WHAT THIS TASK INVOLVES: Can you reproduce the data beneath, keeping every line exact?

[Collected data]
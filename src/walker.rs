use std::collections::HashSet;

use tracing::{debug, info};

use crate::dom::RenderedPage;
use crate::error::{CrawlError, CrawlResult};
use crate::extract::{parse_category_links, parse_category_name, parse_product_summaries};
use crate::fetcher::{fetch_with_retry, PageFetcher, RetryPolicy, WaitCondition};
use crate::model::{CategoryNode, CategoryPath};
use crate::urls;

struct Frame {
    url: String,
    /// Link text the category was reached by; seeds have none.
    name: Option<String>,
    ancestors: Vec<CategoryNode>,
}

/// Pre-order depth-first walk over the category tree, one leaf per `next()`.
///
/// A category is yielded when it has no unvisited child links, when it lists
/// products directly, or when it sits at the depth limit.
pub struct CategoryWalker {
    stack: Vec<Frame>,
    visited: HashSet<String>,
    max_depth: Option<u32>,
    retry: RetryPolicy,
}

impl CategoryWalker {
    /// `roots` are `(name, url)` pairs, walked in the given order.
    pub fn new(roots: Vec<(Option<String>, String)>, max_depth: Option<u32>, retry: RetryPolicy) -> Self {
        let stack = roots
            .into_iter()
            .rev()
            .map(|(name, url)| Frame {
                url,
                name,
                ancestors: Vec::new(),
            })
            .collect();
        Self {
            stack,
            visited: HashSet::new(),
            max_depth,
            retry,
        }
    }

    pub fn visited(&self) -> usize {
        self.visited.len()
    }

    /// Next category path together with its rendered page, or `None` once
    /// nothing unvisited is reachable. After an error the failed category is
    /// dropped and `next()` may be called again.
    pub async fn next<F: PageFetcher + ?Sized>(
        &mut self,
        fetcher: &mut F,
    ) -> CrawlResult<Option<(CategoryPath, RenderedPage)>> {
        while let Some(frame) = self.stack.pop() {
            if !self.visited.insert(urls::normalize_path(&frame.url)) {
                debug!(url = %frame.url, "Already visited");
                continue;
            }

            let page = fetch_with_retry(fetcher, &frame.url, &[WaitCondition::CategoryMenu], &self.retry).await?;

            let name = match frame.name {
                Some(name) => name,
                None => parse_category_name(&page).map_err(|e| CrawlError::extraction(&frame.url, e))?,
            };
            let depth = frame.ancestors.len() as u32;
            let node = CategoryNode {
                id: urls::natural_id(&frame.url),
                name,
                url: frame.url.clone(),
                parent_id: frame.ancestors.last().map(|n| n.id.clone()),
                depth,
            };
            let mut nodes = frame.ancestors;
            nodes.push(node);

            let at_limit = self.max_depth.is_some_and(|max| depth >= max);
            let children: Vec<_> = if at_limit {
                Vec::new()
            } else {
                parse_category_links(&page)
                    .into_iter()
                    .filter(|link| !self.visited.contains(&urls::normalize_path(&link.url)))
                    .collect()
            };
            let lists_products = !parse_product_summaries(&page).is_empty();

            for link in children.iter().rev() {
                self.stack.push(Frame {
                    url: link.url.clone(),
                    name: Some(link.name.clone()),
                    ancestors: nodes.clone(),
                });
            }

            if children.is_empty() || lists_products || at_limit {
                let path = CategoryPath { nodes };
                info!(path = %path.names(), children = children.len(), "Category");
                return Ok(Some((path, page)));
            }
            debug!(url = %frame.url, children = children.len(), "Descending");
        }
        Ok(None)
    }
}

RESULT BELOW:
filename src/walker.rs
use std::collections::HashSet;

use tracing::{debug, info};

use crate::dom::RenderedPage;
use crate::error::{CrawlError, CrawlResult};
use crate::extract::{parse_category_links, parse_category_name, parse_product_summaries};
use crate::fetcher::{fetch_with_retry, PageFetcher, RetryPolicy, WaitCondition};
use crate::model::{CategoryNode, CategoryPath};
use crate::urls;

struct Frame {
    url: String,
    /// Link text the category was reached by; seeds have none.
    name: Option<String>,
    ancestors: Vec<CategoryNode>,
}

/// Pre-order depth-first walk over the category tree, one leaf per `next()`.
///
/// A category is yielded when it has no unvisited child links, when it lists
/// products directly, or when it sits at the depth limit.
pub struct CategoryWalker {
    stack: Vec<Frame>,
    visited: HashSet<String>,
    max_depth: Option<u32>,
    retry: RetryPolicy,
}

impl CategoryWalker {
    /// `roots` are `(name, url)` pairs, walked in the given order.
    pub fn new(roots: Vec<(Option<String>, String)>, max_depth: Option<u32>, retry: RetryPolicy) -> Self {
        let stack = roots
            .into_iter()
            .rev()
            .map(|(name, url)| Frame {
                url,
                name,
                ancestors: Vec::new(),
            })
            .collect();
        Self {
            stack,
            visited: HashSet::new(),
            max_depth,
            retry,
        }
    }

    pub fn visited(&self) -> usize {
        self.visited.len()
    }

    /// Next category path together with its rendered page, or `None` once
    /// nothing unvisited is reachable. After an error the failed category is
    /// dropped and `next()` may be called again.
    pub async fn next<F: PageFetcher + ?Sized>(
        &mut self,
        fetcher: &mut F,
    ) -> CrawlResult<Option<(CategoryPath, RenderedPage)>> {
        while let Some(frame) = self.stack.pop() {
            if !self.visited.insert(urls::normalize_path(&frame.url)) {
                debug!(url = %frame.url, "Already visited");
                continue;
            }

            let page = fetch_with_retry(fetcher, &frame.url, &[WaitCondition::CategoryMenu], &self.retry).await?;

            let name = match frame.name {
                Some(name) => name,
                None => parse_category_name(&page).map_err(|e| CrawlError::extraction(&frame.url, e))?,
            };
            let depth = frame.ancestors.len() as u32;
            let node = CategoryNode {
                id: urls::natural_id(&frame.url),
                name,
                url: frame.url.clone(),
                parent_id: frame.ancestors.last().map(|n| n.id.clone()),
                depth,
            };
            let mut nodes = frame.ancestors;
            nodes.push(node);

            let at_limit = self.max_depth.is_some_and(|max| depth >= max);
            let children: Vec<_> = if at_limit {
                Vec::new()
            } else {
                parse_category_links(&page)
                    .into_iter()
                    .filter(|link| !self.visited.contains(&urls::normalize_path(&link.url)))
                    .collect()
            };
            let lists_products = !parse_product_summaries(&page).is_empty();

            for link in children.iter().rev() {
                self.stack.push(Frame {
                    url: link.url.clone(),
                    name: Some(link.name.clone()),
                    ancestors: nodes.clone(),
                });
            }

            if children.is_empty() || lists_products || at_limit {
                let path = CategoryPath { nodes };
                info!(path = %path.names(), children = children.len(), "Category");
                return Ok(Some((path, page)));
            }
            debug!(url = %frame.url, children = children.len(), "Descending");
        }
        Ok(None)
    }
}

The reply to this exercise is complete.